Fig. 5: The clustering and the performances of MLIPs in different property categories.

The optimal MLIP models on the Pareto fronts for the property pairs of b \(|\delta {E}_{{\rm{f}}}^{{\rm{vacancy}}}|\) versus \(|\delta {E}_{{\rm{f}}}^{{\rm{hexagonal}}}|\), d \(|\delta {E}_{{\rm{f}}}^{{\rm{vacancy}}}|\) versus \(|\delta {E}_{{\rm{f}}}^{{\rm{tetrahedral}}}|\), g |\(\Delta {NAC}(|{\delta }_{{\rm{F}}}|,{{\mathcal{D}}}^{{\rm{RE}}-{\rm{I}}})\)| versus |\(\Delta {NAC}(|{\delta }_{{\rm{F}}}|,{{\mathcal{D}}}^{{\rm{RE}}-{\rm{V}}})\)|, and i \(|{\sigma }_{{\rm{F}}}^{{\rm{RE}}-{\rm{V}}}|\) versus |\(\Delta {NAC}(|{\delta }_{{\rm{F}}}|,{{\mathcal{D}}}^{{\rm{RE}}-{\rm{I}}})\)|. The minimum values of error metrics are indicated by black lines, and their cross points are the reference points to calculate the hypervolume (HV) and the inverted generational distance (IGD) scores.

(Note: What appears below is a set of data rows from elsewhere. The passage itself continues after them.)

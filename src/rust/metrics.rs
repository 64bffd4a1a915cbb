//! Classification metrics over integer labels.
//!
//! F1 is support-weighted across the classes present in either the true
//! labels or the predictions. Curves are one-vs-rest over class
//! probabilities.

use std::collections::BTreeSet;
use std::fmt;

use crate::data::label_name;

/// Fraction of predictions equal to the true label. Empty input yields 0.
pub fn accuracy(labels: &[i64], predictions: &[i64]) -> f64 {
    if labels.is_empty() {
        return 0.0;
    }
    let correct = labels.iter().zip(predictions).filter(|(l, p)| l == p).count();
    correct as f64 / labels.len() as f64
}

/// Fraction of positions where two prediction vectors agree.
pub fn agreement(a: &[i64], b: &[i64]) -> f64 {
    accuracy(a, b)
}

/// Precision, recall and F1 for one class.
#[derive(Debug, Clone, PartialEq)]
pub struct ClassScores {
    pub label: i64,
    pub precision: f64,
    pub recall: f64,
    pub f1: f64,
    pub support: usize,
}

fn ratio(num: usize, den: usize) -> f64 {
    if den == 0 {
        0.0
    } else {
        num as f64 / den as f64
    }
}

/// Per-class scores for every label in `labels` or `predictions`, sorted.
pub fn per_class_scores(labels: &[i64], predictions: &[i64]) -> Vec<ClassScores> {
    let classes: BTreeSet<i64> = labels.iter().chain(predictions).copied().collect();
    classes
        .into_iter()
        .map(|class| {
            let mut tp = 0;
            let mut fp = 0;
            let mut fn_ = 0;
            for (&l, &p) in labels.iter().zip(predictions) {
                match (l == class, p == class) {
                    (true, true) => tp += 1,
                    (false, true) => fp += 1,
                    (true, false) => fn_ += 1,
                    (false, false) => {}
                }
            }
            ClassScores {
                label: class,
                precision: ratio(tp, tp + fp),
                recall: ratio(tp, tp + fn_),
                f1: ratio(2 * tp, 2 * tp + fp + fn_),
                support: tp + fn_,
            }
        })
        .collect()
}

/// Support-weighted F1. Empty input yields 0.
pub fn f1_weighted(labels: &[i64], predictions: &[i64]) -> f64 {
    if labels.is_empty() {
        return 0.0;
    }
    let scores = per_class_scores(labels, predictions);
    let total: usize = scores.iter().map(|s| s.support).sum();
    if total == 0 {
        return 0.0;
    }
    scores.iter().map(|s| s.f1 * s.support as f64).sum::<f64>() / total as f64
}

pub fn f1_macro(labels: &[i64], predictions: &[i64]) -> f64 {
    let scores = per_class_scores(labels, predictions);
    if scores.is_empty() {
        return 0.0;
    }
    scores.iter().map(|s| s.f1).sum::<f64>() / scores.len() as f64
}

/// Rows are true labels, columns are predictions.
#[derive(Debug, Clone, PartialEq)]
pub struct ConfusionMatrix {
    pub num_classes: usize,
    pub counts: Vec<Vec<usize>>,
}

impl ConfusionMatrix {
    /// Pairs with a label outside `[0, num_classes)` are ignored.
    pub fn from_predictions(labels: &[i64], predictions: &[i64], num_classes: usize) -> Self {
        let mut counts = vec![vec![0; num_classes]; num_classes];
        for (&l, &p) in labels.iter().zip(predictions) {
            let (Ok(l), Ok(p)) = (usize::try_from(l), usize::try_from(p)) else {
                continue;
            };
            if l < num_classes && p < num_classes {
                counts[l][p] += 1;
            }
        }
        Self { num_classes, counts }
    }

    pub fn total(&self) -> usize {
        self.counts.iter().flatten().sum()
    }

    pub fn correct(&self) -> usize {
        (0..self.num_classes).map(|i| self.counts[i][i]).sum()
    }
}

impl fmt::Display for ConfusionMatrix {
    fn fmt(&self, f: &mut fmt::Formatter<'_>) -> fmt::Result {
        write!(f, "{:>8}", "true\\pred")?;
        for j in 0..self.num_classes {
            write!(f, "{:>6}", j)?;
        }
        writeln!(f)?;
        for (i, row) in self.counts.iter().enumerate() {
            write!(f, "{:>9}", i)?;
            for count in row {
                write!(f, "{:>6}", count)?;
            }
            writeln!(f)?;
        }
        Ok(())
    }
}

/// Per-class table plus overall accuracy and F1.
#[derive(Debug, Clone, PartialEq)]
pub struct ClassificationReport {
    pub classes: Vec<ClassScores>,
    pub accuracy: f64,
    pub macro_f1: f64,
    pub weighted_f1: f64,
}

impl ClassificationReport {
    pub fn new(labels: &[i64], predictions: &[i64]) -> Self {
        Self {
            classes: per_class_scores(labels, predictions),
            accuracy: accuracy(labels, predictions),
            macro_f1: f1_macro(labels, predictions),
            weighted_f1: f1_weighted(labels, predictions),
        }
    }
}

impl fmt::Display for ClassificationReport {
    fn fmt(&self, f: &mut fmt::Formatter<'_>) -> fmt::Result {
        writeln!(
            f,
            "{:<34}{:>10}{:>10}{:>10}{:>9}",
            "class", "precision", "recall", "f1", "support"
        )?;
        for s in &self.classes {
            let name = label_name(s.label)
                .map(str::to_string)
                .unwrap_or_else(|| s.label.to_string());
            writeln!(
                f,
                "{:<34}{:>10.4}{:>10.4}{:>10.4}{:>9}",
                name, s.precision, s.recall, s.f1, s.support
            )?;
        }
        writeln!(f, "accuracy    {:.4}", self.accuracy)?;
        writeln!(f, "macro f1    {:.4}", self.macro_f1)?;
        write!(f, "weighted f1 {:.4}", self.weighted_f1)
    }
}

/// Row-wise softmax of logits.
pub fn softmax(logits: &[f32]) -> Vec<f64> {
    let max = logits.iter().copied().fold(f32::NEG_INFINITY, f32::max) as f64;
    let exps: Vec<f64> = logits.iter().map(|&x| (x as f64 - max).exp()).collect();
    let sum: f64 = exps.iter().sum();
    exps.into_iter().map(|e| e / sum).collect()
}

/// Index of the largest value; ties resolve to the first.
pub fn argmax(values: &[f32]) -> i64 {
    let mut best = 0;
    for (i, &v) in values.iter().enumerate() {
        if v > values[best] {
            best = i;
        }
    }
    best as i64
}

#[derive(Debug, Clone, PartialEq)]
pub struct RocCurve {
    pub label: i64,
    pub fpr: Vec<f64>,
    pub tpr: Vec<f64>,
    pub thresholds: Vec<f64>,
    pub auc: f64,
}

#[derive(Debug, Clone, PartialEq)]
pub struct PrecisionRecallCurve {
    pub label: i64,
    pub precision: Vec<f64>,
    pub recall: Vec<f64>,
    pub thresholds: Vec<f64>,
    pub average_precision: f64,
}

/// Cumulative true/false positive counts at each distinct score, from
/// the highest score down.
fn cumulative_counts(positives: &[bool], scores: &[f64]) -> (Vec<usize>, Vec<usize>, Vec<f64>) {
    let mut order: Vec<usize> = (0..scores.len()).collect();
    order.sort_by(|&a, &b| scores[b].total_cmp(&scores[a]));

    let (mut tps, mut fps, mut thresholds) = (Vec::new(), Vec::new(), Vec::new());
    let (mut tp, mut fp) = (0, 0);
    for (k, &i) in order.iter().enumerate() {
        if positives[i] {
            tp += 1;
        } else {
            fp += 1;
        }
        let last_of_group = order
            .get(k + 1)
            .map_or(true, |&next| scores[next] != scores[i]);
        if last_of_group {
            tps.push(tp);
            fps.push(fp);
            thresholds.push(scores[i]);
        }
    }
    (tps, fps, thresholds)
}

/// Trapezoidal area under `(x, y)`.
pub fn auc(x: &[f64], y: &[f64]) -> f64 {
    x.windows(2)
        .zip(y.windows(2))
        .map(|(xs, ys)| (xs[1] - xs[0]) * (ys[0] + ys[1]) / 2.0)
        .sum()
}

/// Binary ROC curve. Starts at `(0, 0)` with an infinite threshold.
pub fn roc_curve(positives: &[bool], scores: &[f64]) -> (Vec<f64>, Vec<f64>, Vec<f64>) {
    let (tps, fps, thresholds) = cumulative_counts(positives, scores);
    let total_pos = positives.iter().filter(|&&p| p).count();
    let total_neg = positives.len() - total_pos;

    let mut fpr = vec![0.0];
    let mut tpr = vec![0.0];
    let mut thr = vec![f64::INFINITY];
    for ((tp, fp), t) in tps.into_iter().zip(fps).zip(thresholds) {
        fpr.push(ratio(fp, total_neg));
        tpr.push(ratio(tp, total_pos));
        thr.push(t);
    }
    (fpr, tpr, thr)
}

/// Binary precision-recall curve, ordered by decreasing threshold, plus
/// average precision (step-wise area).
pub fn precision_recall_curve(positives: &[bool], scores: &[f64]) -> (Vec<f64>, Vec<f64>, Vec<f64>, f64) {
    let (tps, fps, thresholds) = cumulative_counts(positives, scores);
    let total_pos = positives.iter().filter(|&&p| p).count();

    let mut precision = Vec::with_capacity(tps.len());
    let mut recall = Vec::with_capacity(tps.len());
    let mut average_precision = 0.0;
    let mut previous_recall = 0.0;
    for (&tp, &fp) in tps.iter().zip(&fps) {
        let p = ratio(tp, tp + fp);
        let r = ratio(tp, total_pos);
        average_precision += (r - previous_recall) * p;
        previous_recall = r;
        precision.push(p);
        recall.push(r);
    }
    (precision, recall, thresholds, average_precision)
}

/// Whether both outcomes occur, so that ranking scores are defined.
fn has_both_outcomes(positives: &[bool]) -> bool {
    positives.iter().any(|&p| p) && positives.iter().any(|&p| !p)
}

/// One-vs-rest ROC curves for every class. A class absent from `labels`
/// (or the only class present) has an undefined AUC, reported as NaN.
pub fn roc_one_vs_rest(labels: &[i64], probabilities: &[Vec<f64>], num_classes: usize) -> Vec<RocCurve> {
    (0..num_classes)
        .map(|class| {
            let positives: Vec<bool> = labels.iter().map(|&l| l == class as i64).collect();
            let scores: Vec<f64> = probabilities
                .iter()
                .map(|p| p.get(class).copied().unwrap_or(0.0))
                .collect();
            let (fpr, tpr, thresholds) = roc_curve(&positives, &scores);
            RocCurve {
                label: class as i64,
                auc: if has_both_outcomes(&positives) { auc(&fpr, &tpr) } else { f64::NAN },
                fpr,
                tpr,
                thresholds,
            }
        })
        .collect()
}

/// One-vs-rest precision-recall curves for every class. Average precision
/// is NaN for a class with no positive example.
pub fn precision_recall_one_vs_rest(
    labels: &[i64],
    probabilities: &[Vec<f64>],
    num_classes: usize,
) -> Vec<PrecisionRecallCurve> {
    (0..num_classes)
        .map(|class| {
            let positives: Vec<bool> = labels.iter().map(|&l| l == class as i64).collect();
            let scores: Vec<f64> = probabilities
                .iter()
                .map(|p| p.get(class).copied().unwrap_or(0.0))
                .collect();
            let (precision, recall, thresholds, average_precision) =
                precision_recall_curve(&positives, &scores);
            PrecisionRecallCurve {
                label: class as i64,
                precision,
                recall,
                thresholds,
                average_precision: if positives.contains(&true) { average_precision } else { f64::NAN },
            }
        })
        .collect()
}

The fraction of the optimal MLIP models for each type of MLIPs with the lowest and the 2nd lowest a HV scores and c IGD scores on all property pairs in the defect formation energy category and f, h in the REs category. The clusters of optimal MLIP models connected by the similarities (Methods) based on e all four properties in the defect formation energy category and j all eight properties in the REs category.